▶ Activity: All of the data is to be repeated verbatim.
*** Opening Exercise material ***
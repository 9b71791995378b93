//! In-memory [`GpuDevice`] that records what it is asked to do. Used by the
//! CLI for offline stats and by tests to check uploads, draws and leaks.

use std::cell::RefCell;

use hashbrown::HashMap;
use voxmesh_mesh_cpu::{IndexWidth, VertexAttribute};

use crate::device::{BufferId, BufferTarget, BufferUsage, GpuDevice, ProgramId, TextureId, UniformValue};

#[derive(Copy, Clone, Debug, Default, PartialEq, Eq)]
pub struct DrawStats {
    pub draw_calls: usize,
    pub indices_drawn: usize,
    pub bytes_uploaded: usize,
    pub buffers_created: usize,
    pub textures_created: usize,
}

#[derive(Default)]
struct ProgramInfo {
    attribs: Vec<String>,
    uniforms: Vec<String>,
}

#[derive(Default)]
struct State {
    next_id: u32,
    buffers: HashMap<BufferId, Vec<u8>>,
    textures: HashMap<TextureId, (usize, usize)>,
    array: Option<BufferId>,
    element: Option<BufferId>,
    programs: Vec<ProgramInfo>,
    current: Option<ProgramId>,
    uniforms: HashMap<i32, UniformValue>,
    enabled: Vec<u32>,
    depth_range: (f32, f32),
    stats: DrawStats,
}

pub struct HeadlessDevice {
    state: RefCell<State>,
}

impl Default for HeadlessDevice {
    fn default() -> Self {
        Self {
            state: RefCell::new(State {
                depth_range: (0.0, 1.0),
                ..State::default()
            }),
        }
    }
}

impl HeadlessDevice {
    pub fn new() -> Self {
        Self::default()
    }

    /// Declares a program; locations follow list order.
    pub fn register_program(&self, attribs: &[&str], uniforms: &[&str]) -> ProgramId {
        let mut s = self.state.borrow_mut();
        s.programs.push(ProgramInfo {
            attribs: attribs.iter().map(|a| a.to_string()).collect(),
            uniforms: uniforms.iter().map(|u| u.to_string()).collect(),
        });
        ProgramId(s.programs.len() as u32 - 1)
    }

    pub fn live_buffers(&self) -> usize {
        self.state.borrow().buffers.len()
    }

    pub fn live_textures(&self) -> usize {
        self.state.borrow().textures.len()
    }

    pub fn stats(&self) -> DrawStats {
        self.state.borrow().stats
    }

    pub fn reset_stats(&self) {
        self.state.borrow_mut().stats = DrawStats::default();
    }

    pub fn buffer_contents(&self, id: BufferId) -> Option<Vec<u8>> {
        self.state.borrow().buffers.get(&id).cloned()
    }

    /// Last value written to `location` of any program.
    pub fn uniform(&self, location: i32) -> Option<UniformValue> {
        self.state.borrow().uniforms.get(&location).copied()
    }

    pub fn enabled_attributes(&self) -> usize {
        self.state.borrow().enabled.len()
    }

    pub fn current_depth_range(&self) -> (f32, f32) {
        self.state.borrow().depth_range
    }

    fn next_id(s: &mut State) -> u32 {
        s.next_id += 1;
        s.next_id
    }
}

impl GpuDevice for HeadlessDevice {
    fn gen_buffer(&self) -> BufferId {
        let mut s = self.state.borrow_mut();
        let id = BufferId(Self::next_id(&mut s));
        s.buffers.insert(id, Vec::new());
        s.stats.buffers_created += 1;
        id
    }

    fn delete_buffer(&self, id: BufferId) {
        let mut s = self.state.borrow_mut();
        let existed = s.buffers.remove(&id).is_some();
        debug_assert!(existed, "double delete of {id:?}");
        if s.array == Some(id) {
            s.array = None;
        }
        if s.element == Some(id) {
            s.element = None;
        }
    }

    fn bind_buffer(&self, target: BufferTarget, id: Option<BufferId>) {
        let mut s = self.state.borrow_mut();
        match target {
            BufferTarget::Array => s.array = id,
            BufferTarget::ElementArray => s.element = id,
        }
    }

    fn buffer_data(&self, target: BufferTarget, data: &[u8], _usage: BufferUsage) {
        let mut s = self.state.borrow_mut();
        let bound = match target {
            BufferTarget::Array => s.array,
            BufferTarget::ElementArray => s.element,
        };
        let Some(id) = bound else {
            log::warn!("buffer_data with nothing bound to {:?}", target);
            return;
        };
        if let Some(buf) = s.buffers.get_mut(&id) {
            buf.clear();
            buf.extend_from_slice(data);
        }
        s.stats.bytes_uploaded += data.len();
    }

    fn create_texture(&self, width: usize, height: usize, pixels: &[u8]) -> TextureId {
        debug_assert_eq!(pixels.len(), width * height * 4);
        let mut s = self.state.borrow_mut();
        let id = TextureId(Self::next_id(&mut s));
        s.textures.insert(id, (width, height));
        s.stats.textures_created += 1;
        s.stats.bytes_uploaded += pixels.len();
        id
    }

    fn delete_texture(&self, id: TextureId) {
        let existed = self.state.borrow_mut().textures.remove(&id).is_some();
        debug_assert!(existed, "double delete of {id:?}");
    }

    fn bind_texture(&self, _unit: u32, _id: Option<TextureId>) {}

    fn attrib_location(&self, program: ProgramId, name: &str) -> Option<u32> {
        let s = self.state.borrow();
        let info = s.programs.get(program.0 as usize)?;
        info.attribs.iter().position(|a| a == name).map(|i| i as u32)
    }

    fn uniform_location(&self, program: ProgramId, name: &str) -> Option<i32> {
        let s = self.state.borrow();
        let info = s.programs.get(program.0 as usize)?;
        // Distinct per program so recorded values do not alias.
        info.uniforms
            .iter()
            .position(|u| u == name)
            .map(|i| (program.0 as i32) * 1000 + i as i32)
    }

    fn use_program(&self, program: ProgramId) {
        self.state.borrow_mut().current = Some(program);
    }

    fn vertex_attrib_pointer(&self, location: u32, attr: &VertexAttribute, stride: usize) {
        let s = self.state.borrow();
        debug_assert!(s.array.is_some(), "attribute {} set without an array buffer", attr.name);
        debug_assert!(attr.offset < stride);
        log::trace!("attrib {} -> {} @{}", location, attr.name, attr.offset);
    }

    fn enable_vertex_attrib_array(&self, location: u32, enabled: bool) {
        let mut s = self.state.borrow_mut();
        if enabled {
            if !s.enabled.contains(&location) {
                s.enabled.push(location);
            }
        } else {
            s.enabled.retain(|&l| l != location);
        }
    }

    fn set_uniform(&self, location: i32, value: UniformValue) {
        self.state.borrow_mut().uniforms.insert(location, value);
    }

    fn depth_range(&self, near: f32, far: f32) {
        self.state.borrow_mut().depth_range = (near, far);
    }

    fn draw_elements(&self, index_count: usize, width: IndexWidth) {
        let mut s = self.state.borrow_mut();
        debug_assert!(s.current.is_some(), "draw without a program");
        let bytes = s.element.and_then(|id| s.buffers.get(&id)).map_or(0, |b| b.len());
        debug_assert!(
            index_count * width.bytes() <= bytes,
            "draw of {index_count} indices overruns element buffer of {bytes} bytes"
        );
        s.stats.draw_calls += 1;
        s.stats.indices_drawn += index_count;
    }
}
*** Closing Exercise material ***
▶ Solution:
repository 9b71791995378b93
//! In-memory [`GpuDevice`] that records what it is asked to do. Used by the
//! CLI for offline stats and by tests to check uploads, draws and leaks.

use std::cell::RefCell;

use hashbrown::HashMap;
use voxmesh_mesh_cpu::{IndexWidth, VertexAttribute};

use crate::device::{BufferId, BufferTarget, BufferUsage, GpuDevice, ProgramId, TextureId, UniformValue};

#[derive(Copy, Clone, Debug, Default, PartialEq, Eq)]
pub struct DrawStats {
    pub draw_calls: usize,
    pub indices_drawn: usize,
    pub bytes_uploaded: usize,
    pub buffers_created: usize,
    pub textures_created: usize,
}

#[derive(Default)]
struct ProgramInfo {
    attribs: Vec<String>,
    uniforms: Vec<String>,
}

#[derive(Default)]
struct State {
    next_id: u32,
    buffers: HashMap<BufferId, Vec<u8>>,
    textures: HashMap<TextureId, (usize, usize)>,
    array: Option<BufferId>,
    element: Option<BufferId>,
    programs: Vec<ProgramInfo>,
    current: Option<ProgramId>,
    uniforms: HashMap<i32, UniformValue>,
    enabled: Vec<u32>,
    depth_range: (f32, f32),
    stats: DrawStats,
}

pub struct HeadlessDevice {
    state: RefCell<State>,
}

impl Default for HeadlessDevice {
    fn default() -> Self {
        Self {
            state: RefCell::new(State {
                depth_range: (0.0, 1.0),
                ..State::default()
            }),
        }
    }
}

impl HeadlessDevice {
    pub fn new() -> Self {
        Self::default()
    }

    /// Declares a program; locations follow list order.
    pub fn register_program(&self, attribs: &[&str], uniforms: &[&str]) -> ProgramId {
        let mut s = self.state.borrow_mut();
        s.programs.push(ProgramInfo {
            attribs: attribs.iter().map(|a| a.to_string()).collect(),
            uniforms: uniforms.iter().map(|u| u.to_string()).collect(),
        });
        ProgramId(s.programs.len() as u32 - 1)
    }

    pub fn live_buffers(&self) -> usize {
        self.state.borrow().buffers.len()
    }

    pub fn live_textures(&self) -> usize {
        self.state.borrow().textures.len()
    }

    pub fn stats(&self) -> DrawStats {
        self.state.borrow().stats
    }

    pub fn reset_stats(&self) {
        self.state.borrow_mut().stats = DrawStats::default();
    }

    pub fn buffer_contents(&self, id: BufferId) -> Option<Vec<u8>> {
        self.state.borrow().buffers.get(&id).cloned()
    }

    /// Last value written to `location` of any program.
    pub fn uniform(&self, location: i32) -> Option<UniformValue> {
        self.state.borrow().uniforms.get(&location).copied()
    }

    pub fn enabled_attributes(&self) -> usize {
        self.state.borrow().enabled.len()
    }

    pub fn current_depth_range(&self) -> (f32, f32) {
        self.state.borrow().depth_range
    }

    fn next_id(s: &mut State) -> u32 {
        s.next_id += 1;
        s.next_id
    }
}

impl GpuDevice for HeadlessDevice {
    fn gen_buffer(&self) -> BufferId {
        let mut s = self.state.borrow_mut();
        let id = BufferId(Self::next_id(&mut s));
        s.buffers.insert(id, Vec::new());
        s.stats.buffers_created += 1;
        id
    }

    fn delete_buffer(&self, id: BufferId) {
        let mut s = self.state.borrow_mut();
        let existed = s.buffers.remove(&id).is_some();
        debug_assert!(existed, "double delete of {id:?}");
        if s.array == Some(id) {
            s.array = None;
        }
        if s.element == Some(id) {
            s.element = None;
        }
    }

    fn bind_buffer(&self, target: BufferTarget, id: Option<BufferId>) {
        let mut s = self.state.borrow_mut();
        match target {
            BufferTarget::Array => s.array = id,
            BufferTarget::ElementArray => s.element = id,
        }
    }

    fn buffer_data(&self, target: BufferTarget, data: &[u8], _usage: BufferUsage) {
        let mut s = self.state.borrow_mut();
        let bound = match target {
            BufferTarget::Array => s.array,
            BufferTarget::ElementArray => s.element,
        };
        let Some(id) = bound else {
            log::warn!("buffer_data with nothing bound to {:?}", target);
            return;
        };
        if let Some(buf) = s.buffers.get_mut(&id) {
            buf.clear();
            buf.extend_from_slice(data);
        }
        s.stats.bytes_uploaded += data.len();
    }

    fn create_texture(&self, width: usize, height: usize, pixels: &[u8]) -> TextureId {
        debug_assert_eq!(pixels.len(), width * height * 4);
        let mut s = self.state.borrow_mut();
        let id = TextureId(Self::next_id(&mut s));
        s.textures.insert(id, (width, height));
        s.stats.textures_created += 1;
        s.stats.bytes_uploaded += pixels.len();
        id
    }

    fn delete_texture(&self, id: TextureId) {
        let existed = self.state.borrow_mut().textures.remove(&id).is_some();
        debug_assert!(existed, "double delete of {id:?}");
    }

    fn bind_texture(&self, _unit: u32, _id: Option<TextureId>) {}

    fn attrib_location(&self, program: ProgramId, name: &str) -> Option<u32> {
        let s = self.state.borrow();
        let info = s.programs.get(program.0 as usize)?;
        info.attribs.iter().position(|a| a == name).map(|i| i as u32)
    }

    fn uniform_location(&self, program: ProgramId, name: &str) -> Option<i32> {
        let s = self.state.borrow();
        let info = s.programs.get(program.0 as usize)?;
        // Distinct per program so recorded values do not alias.
        info.uniforms
            .iter()
            .position(|u| u == name)
            .map(|i| (program.0 as i32) * 1000 + i as i32)
    }

    fn use_program(&self, program: ProgramId) {
        self.state.borrow_mut().current = Some(program);
    }

    fn vertex_attrib_pointer(&self, location: u32, attr: &VertexAttribute, stride: usize) {
        let s = self.state.borrow();
        debug_assert!(s.array.is_some(), "attribute {} set without an array buffer", attr.name);
        debug_assert!(attr.offset < stride);
        log::trace!("attrib {} -> {} @{}", location, attr.name, attr.offset);
    }

    fn enable_vertex_attrib_array(&self, location: u32, enabled: bool) {
        let mut s = self.state.borrow_mut();
        if enabled {
            if !s.enabled.contains(&location) {
                s.enabled.push(location);
            }
        } else {
            s.enabled.retain(|&l| l != location);
        }
    }

    fn set_uniform(&self, location: i32, value: UniformValue) {
        self.state.borrow_mut().uniforms.insert(location, value);
    }

    fn depth_range(&self, near: f32, far: f32) {
        self.state.borrow_mut().depth_range = (near, far);
    }

    fn draw_elements(&self, index_count: usize, width: IndexWidth) {
        let mut s = self.state.borrow_mut();
        debug_assert!(s.current.is_some(), "draw without a program");
        let bytes = s.element.and_then(|id| s.buffers.get(&id)).map_or(0, |b| b.len());
        debug_assert!(
            index_count * width.bytes() <= bytes,
            "draw of {index_count} indices overruns element buffer of {bytes} bytes"
        );
        s.stats.draw_calls += 1;
        s.stats.indices_drawn += index_count;
    }
}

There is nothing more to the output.